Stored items

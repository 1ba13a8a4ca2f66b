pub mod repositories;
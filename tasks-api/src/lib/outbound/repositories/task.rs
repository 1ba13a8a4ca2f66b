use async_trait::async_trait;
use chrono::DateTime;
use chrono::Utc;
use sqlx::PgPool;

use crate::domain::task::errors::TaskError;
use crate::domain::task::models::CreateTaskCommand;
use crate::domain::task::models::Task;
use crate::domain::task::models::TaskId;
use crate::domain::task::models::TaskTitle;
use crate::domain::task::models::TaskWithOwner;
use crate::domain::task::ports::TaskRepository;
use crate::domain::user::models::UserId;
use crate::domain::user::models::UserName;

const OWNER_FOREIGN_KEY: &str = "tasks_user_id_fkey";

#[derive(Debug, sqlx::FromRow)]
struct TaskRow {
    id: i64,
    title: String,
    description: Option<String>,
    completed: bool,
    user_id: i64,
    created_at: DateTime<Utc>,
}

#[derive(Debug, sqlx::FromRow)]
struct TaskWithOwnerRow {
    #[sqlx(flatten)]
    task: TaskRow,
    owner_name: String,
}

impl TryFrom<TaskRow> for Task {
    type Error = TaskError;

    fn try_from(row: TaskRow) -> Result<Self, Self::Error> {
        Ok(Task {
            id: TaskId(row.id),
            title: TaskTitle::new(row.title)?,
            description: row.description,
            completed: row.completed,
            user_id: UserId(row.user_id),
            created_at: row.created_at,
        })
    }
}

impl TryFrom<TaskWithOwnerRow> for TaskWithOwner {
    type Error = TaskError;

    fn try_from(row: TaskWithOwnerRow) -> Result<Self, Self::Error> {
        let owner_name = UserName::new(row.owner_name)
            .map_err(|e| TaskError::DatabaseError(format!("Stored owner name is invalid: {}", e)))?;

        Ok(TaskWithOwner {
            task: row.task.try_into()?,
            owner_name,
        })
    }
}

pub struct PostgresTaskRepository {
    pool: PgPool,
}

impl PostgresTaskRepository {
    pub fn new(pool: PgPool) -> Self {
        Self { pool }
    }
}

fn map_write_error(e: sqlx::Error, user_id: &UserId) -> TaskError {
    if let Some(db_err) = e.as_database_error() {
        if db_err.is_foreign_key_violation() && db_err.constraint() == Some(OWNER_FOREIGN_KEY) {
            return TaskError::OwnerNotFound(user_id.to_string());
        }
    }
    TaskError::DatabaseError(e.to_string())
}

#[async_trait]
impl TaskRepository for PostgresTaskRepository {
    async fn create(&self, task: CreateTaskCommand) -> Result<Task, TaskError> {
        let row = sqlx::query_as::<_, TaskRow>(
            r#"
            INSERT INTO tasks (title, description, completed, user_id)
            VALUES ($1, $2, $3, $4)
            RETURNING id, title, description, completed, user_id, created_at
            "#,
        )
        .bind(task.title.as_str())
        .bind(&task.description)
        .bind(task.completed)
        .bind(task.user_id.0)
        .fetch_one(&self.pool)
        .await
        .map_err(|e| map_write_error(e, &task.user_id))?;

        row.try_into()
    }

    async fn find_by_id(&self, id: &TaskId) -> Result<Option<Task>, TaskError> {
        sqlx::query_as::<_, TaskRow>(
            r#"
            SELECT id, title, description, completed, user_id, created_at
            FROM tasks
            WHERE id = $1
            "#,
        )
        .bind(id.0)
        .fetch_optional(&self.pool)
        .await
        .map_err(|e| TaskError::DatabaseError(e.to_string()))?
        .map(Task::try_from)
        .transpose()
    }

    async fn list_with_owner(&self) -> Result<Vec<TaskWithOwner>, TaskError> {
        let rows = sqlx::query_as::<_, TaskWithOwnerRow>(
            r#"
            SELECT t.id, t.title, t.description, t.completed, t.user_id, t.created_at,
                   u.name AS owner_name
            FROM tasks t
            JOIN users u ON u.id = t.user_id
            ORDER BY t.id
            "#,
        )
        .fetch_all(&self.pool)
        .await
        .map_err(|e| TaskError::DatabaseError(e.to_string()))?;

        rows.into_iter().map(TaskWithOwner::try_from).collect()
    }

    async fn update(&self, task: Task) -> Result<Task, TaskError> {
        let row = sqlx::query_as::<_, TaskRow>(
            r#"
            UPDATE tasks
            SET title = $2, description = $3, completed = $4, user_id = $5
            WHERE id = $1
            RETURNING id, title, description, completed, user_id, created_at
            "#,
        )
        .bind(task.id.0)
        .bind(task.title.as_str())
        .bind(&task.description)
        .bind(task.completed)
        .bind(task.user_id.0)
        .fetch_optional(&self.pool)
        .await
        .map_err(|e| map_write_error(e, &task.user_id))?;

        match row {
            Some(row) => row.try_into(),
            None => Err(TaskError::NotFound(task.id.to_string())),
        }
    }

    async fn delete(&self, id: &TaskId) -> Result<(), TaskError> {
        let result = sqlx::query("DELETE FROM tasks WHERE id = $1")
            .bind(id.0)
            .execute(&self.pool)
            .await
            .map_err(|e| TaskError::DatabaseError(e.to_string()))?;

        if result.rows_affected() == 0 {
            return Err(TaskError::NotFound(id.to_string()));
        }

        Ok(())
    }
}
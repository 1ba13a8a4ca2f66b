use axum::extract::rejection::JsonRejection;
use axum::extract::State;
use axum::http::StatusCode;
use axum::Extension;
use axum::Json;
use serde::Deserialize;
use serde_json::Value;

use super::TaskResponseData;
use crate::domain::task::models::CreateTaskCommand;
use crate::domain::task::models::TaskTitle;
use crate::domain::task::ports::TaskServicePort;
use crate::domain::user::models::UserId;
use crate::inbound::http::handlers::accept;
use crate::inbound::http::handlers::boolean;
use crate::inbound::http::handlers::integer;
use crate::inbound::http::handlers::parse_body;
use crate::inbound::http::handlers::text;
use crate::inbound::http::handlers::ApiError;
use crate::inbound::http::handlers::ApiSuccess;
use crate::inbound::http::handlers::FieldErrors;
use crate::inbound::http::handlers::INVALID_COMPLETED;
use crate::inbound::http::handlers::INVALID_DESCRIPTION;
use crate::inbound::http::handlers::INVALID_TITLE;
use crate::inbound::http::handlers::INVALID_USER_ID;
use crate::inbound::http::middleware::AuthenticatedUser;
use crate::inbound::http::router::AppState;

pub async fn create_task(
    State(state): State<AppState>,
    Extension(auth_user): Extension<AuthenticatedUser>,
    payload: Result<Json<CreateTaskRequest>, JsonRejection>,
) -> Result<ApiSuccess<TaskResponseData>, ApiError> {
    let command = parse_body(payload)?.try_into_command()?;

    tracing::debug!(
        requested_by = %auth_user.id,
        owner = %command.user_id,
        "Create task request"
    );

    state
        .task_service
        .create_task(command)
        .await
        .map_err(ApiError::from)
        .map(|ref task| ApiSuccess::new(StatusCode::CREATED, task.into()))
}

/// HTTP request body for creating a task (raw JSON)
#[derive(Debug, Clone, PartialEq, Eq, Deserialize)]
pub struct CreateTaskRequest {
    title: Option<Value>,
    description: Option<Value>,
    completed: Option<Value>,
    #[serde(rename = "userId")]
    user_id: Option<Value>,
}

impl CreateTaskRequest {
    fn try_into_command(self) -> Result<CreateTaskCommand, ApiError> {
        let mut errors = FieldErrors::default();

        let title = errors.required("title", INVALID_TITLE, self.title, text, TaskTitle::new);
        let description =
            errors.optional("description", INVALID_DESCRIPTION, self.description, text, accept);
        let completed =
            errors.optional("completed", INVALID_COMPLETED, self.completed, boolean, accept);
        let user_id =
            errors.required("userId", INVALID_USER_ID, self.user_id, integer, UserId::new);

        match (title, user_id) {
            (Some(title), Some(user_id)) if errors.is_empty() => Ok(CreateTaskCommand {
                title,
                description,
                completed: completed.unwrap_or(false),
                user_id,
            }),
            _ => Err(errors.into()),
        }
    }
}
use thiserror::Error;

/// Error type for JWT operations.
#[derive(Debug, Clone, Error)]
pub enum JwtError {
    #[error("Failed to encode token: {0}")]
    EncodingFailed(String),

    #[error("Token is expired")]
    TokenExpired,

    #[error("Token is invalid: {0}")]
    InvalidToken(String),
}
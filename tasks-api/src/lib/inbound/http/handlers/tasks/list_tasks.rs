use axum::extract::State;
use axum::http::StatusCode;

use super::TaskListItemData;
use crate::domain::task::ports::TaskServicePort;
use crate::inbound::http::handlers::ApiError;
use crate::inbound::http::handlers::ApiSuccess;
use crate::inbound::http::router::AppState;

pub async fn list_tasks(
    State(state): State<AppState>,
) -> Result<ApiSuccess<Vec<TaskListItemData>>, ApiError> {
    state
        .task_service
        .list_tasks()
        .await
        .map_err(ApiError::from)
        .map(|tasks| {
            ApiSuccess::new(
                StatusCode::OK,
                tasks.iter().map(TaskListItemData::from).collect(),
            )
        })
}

:: Task instructions ::
Check every line of the data above for the string "impl", and copy those that have it.

:: Answer section ::
impl TryFrom<TaskRow> for Task {
impl TryFrom<TaskWithOwnerRow> for TaskWithOwner {
impl PostgresTaskRepository {
impl TaskRepository for PostgresTaskRepository {
impl CreateTaskRequest {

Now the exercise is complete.